■ Work order
Please take the lines from the one holding "process is alive" through the one holding "fn from(error: CoreError)" in the data below and copy them exactly.

Source records:
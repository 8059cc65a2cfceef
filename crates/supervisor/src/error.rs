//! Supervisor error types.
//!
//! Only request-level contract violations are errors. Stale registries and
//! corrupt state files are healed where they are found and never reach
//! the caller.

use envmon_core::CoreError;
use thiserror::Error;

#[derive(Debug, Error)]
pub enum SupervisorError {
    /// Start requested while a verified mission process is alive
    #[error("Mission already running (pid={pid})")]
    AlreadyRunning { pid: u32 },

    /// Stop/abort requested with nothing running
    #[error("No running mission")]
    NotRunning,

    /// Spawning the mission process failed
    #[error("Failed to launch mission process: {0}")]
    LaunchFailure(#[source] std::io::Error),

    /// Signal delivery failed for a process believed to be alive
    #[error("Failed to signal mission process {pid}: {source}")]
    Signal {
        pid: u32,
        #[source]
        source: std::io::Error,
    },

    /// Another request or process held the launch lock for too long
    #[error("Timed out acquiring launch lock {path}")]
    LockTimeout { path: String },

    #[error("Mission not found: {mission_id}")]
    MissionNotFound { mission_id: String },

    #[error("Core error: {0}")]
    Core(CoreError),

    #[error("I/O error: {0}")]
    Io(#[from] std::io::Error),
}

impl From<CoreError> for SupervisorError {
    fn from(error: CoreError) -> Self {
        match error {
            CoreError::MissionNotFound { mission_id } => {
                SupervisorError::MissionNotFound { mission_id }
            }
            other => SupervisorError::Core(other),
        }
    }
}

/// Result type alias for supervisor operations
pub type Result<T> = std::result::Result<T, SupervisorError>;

■ Problem solution
    /// Start requested while a verified mission process is alive
    #[error("Mission already running (pid={pid})")]
    AlreadyRunning { pid: u32 },

    /// Stop/abort requested with nothing running
    #[error("No running mission")]
    NotRunning,

    /// Spawning the mission process failed
    #[error("Failed to launch mission process: {0}")]
    LaunchFailure(#[source] std::io::Error),

    /// Signal delivery failed for a process believed to be alive
    #[error("Failed to signal mission process {pid}: {source}")]
    Signal {
        pid: u32,
        #[source]
        source: std::io::Error,
    },

    /// Another request or process held the launch lock for too long
    #[error("Timed out acquiring launch lock {path}")]
    LockTimeout { path: String },

    #[error("Mission not found: {mission_id}")]
    MissionNotFound { mission_id: String },

    #[error("Core error: {0}")]
    Core(CoreError),

    #[error("I/O error: {0}")]
    Io(#[from] std::io::Error),
}

impl From<CoreError> for SupervisorError {
    fn from(error: CoreError) -> Self {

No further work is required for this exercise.